[ABOUT THIS TASK]: Give back the lines of the records exactly, starting at the first and ending at the one with "let result = fit_line(&transformed.xs(), &transformed.ys())?;".

Stored data entries:
[Start of section]

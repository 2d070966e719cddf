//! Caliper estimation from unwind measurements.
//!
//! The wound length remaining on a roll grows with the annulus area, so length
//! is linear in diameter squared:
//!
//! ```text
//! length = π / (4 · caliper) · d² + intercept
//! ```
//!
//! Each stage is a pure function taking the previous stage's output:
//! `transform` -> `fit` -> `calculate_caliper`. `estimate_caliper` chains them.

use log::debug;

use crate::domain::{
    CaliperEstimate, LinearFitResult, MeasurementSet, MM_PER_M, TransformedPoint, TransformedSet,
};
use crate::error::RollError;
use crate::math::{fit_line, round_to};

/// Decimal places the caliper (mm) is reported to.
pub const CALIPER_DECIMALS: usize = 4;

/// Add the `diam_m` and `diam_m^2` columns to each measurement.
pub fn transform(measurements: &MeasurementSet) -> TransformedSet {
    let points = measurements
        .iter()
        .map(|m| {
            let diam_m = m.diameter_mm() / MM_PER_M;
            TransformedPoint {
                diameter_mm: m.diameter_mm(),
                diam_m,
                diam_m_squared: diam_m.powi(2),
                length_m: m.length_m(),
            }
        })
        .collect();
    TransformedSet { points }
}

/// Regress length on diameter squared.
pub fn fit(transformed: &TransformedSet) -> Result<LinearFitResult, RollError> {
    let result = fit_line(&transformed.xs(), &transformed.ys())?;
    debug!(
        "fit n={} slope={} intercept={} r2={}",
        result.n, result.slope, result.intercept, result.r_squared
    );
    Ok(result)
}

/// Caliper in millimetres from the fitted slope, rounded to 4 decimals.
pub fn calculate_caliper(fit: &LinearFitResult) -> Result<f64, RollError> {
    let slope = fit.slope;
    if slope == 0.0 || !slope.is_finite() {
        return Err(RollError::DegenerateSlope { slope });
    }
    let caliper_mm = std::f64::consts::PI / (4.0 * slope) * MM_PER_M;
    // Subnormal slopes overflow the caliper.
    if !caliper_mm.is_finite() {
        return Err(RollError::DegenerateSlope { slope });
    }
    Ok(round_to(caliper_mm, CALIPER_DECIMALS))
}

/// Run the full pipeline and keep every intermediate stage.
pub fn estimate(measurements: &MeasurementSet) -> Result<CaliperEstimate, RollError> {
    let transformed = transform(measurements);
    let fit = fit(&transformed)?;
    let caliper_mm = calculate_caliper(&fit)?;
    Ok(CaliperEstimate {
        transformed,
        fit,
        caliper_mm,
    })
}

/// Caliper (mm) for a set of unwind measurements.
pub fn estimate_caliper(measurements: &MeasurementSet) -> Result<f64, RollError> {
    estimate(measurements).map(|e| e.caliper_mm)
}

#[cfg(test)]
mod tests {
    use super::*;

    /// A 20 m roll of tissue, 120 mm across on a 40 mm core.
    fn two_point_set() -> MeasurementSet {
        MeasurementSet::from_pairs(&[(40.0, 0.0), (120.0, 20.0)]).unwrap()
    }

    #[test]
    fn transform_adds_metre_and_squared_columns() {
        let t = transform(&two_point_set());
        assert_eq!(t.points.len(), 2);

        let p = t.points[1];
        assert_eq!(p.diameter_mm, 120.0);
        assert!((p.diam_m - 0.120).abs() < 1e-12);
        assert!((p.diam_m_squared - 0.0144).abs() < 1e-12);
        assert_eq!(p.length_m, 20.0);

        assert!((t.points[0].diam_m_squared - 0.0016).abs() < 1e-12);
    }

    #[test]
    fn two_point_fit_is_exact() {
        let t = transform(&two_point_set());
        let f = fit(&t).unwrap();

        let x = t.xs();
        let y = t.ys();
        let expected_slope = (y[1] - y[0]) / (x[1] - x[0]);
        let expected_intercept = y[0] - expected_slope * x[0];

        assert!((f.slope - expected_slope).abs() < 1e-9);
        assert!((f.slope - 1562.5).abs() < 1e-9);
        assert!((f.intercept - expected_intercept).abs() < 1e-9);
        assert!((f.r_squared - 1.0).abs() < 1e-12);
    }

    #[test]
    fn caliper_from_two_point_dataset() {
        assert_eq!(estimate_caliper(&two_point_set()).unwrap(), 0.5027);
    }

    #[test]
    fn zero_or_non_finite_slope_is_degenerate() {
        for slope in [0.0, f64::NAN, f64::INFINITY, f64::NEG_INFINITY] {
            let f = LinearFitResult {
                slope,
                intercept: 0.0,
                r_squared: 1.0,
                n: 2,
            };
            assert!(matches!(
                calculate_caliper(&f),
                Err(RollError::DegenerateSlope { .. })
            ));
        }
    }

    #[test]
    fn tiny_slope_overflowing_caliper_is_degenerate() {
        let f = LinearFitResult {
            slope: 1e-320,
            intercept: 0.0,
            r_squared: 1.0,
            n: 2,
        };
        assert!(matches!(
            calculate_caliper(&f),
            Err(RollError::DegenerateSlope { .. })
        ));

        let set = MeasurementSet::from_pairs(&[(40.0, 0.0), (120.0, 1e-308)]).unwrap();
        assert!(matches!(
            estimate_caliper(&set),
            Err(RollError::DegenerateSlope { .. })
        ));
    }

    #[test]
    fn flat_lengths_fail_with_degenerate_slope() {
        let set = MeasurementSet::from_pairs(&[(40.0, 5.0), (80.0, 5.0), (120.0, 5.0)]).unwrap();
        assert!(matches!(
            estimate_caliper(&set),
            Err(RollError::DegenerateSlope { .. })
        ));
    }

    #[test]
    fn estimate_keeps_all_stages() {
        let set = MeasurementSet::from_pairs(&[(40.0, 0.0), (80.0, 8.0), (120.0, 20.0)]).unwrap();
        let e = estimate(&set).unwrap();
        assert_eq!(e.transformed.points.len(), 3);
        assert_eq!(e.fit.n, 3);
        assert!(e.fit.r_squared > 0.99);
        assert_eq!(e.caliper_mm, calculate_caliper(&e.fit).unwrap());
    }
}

[End of section]

[RESPONSE TO THIS TASK]:
repository 2d070966e719cddf
//! Caliper estimation from unwind measurements.
//!
//! The wound length remaining on a roll grows with the annulus area, so length
//! is linear in diameter squared:
//!
//! ```text
//! length = π / (4 · caliper) · d² + intercept
//! ```
//!
//! Each stage is a pure function taking the previous stage's output:
//! `transform` -> `fit` -> `calculate_caliper`. `estimate_caliper` chains them.

use log::debug;

use crate::domain::{
    CaliperEstimate, LinearFitResult, MeasurementSet, MM_PER_M, TransformedPoint, TransformedSet,
};
use crate::error::RollError;
use crate::math::{fit_line, round_to};

/// Decimal places the caliper (mm) is reported to.
pub const CALIPER_DECIMALS: usize = 4;

/// Add the `diam_m` and `diam_m^2` columns to each measurement.
pub fn transform(measurements: &MeasurementSet) -> TransformedSet {
    let points = measurements
        .iter()
        .map(|m| {
            let diam_m = m.diameter_mm() / MM_PER_M;
            TransformedPoint {
                diameter_mm: m.diameter_mm(),
                diam_m,
                diam_m_squared: diam_m.powi(2),
                length_m: m.length_m(),
            }
        })
        .collect();
    TransformedSet { points }
}

/// Regress length on diameter squared.
pub fn fit(transformed: &TransformedSet) -> Result<LinearFitResult, RollError> {
    let result = fit_line(&transformed.xs(), &transformed.ys())?;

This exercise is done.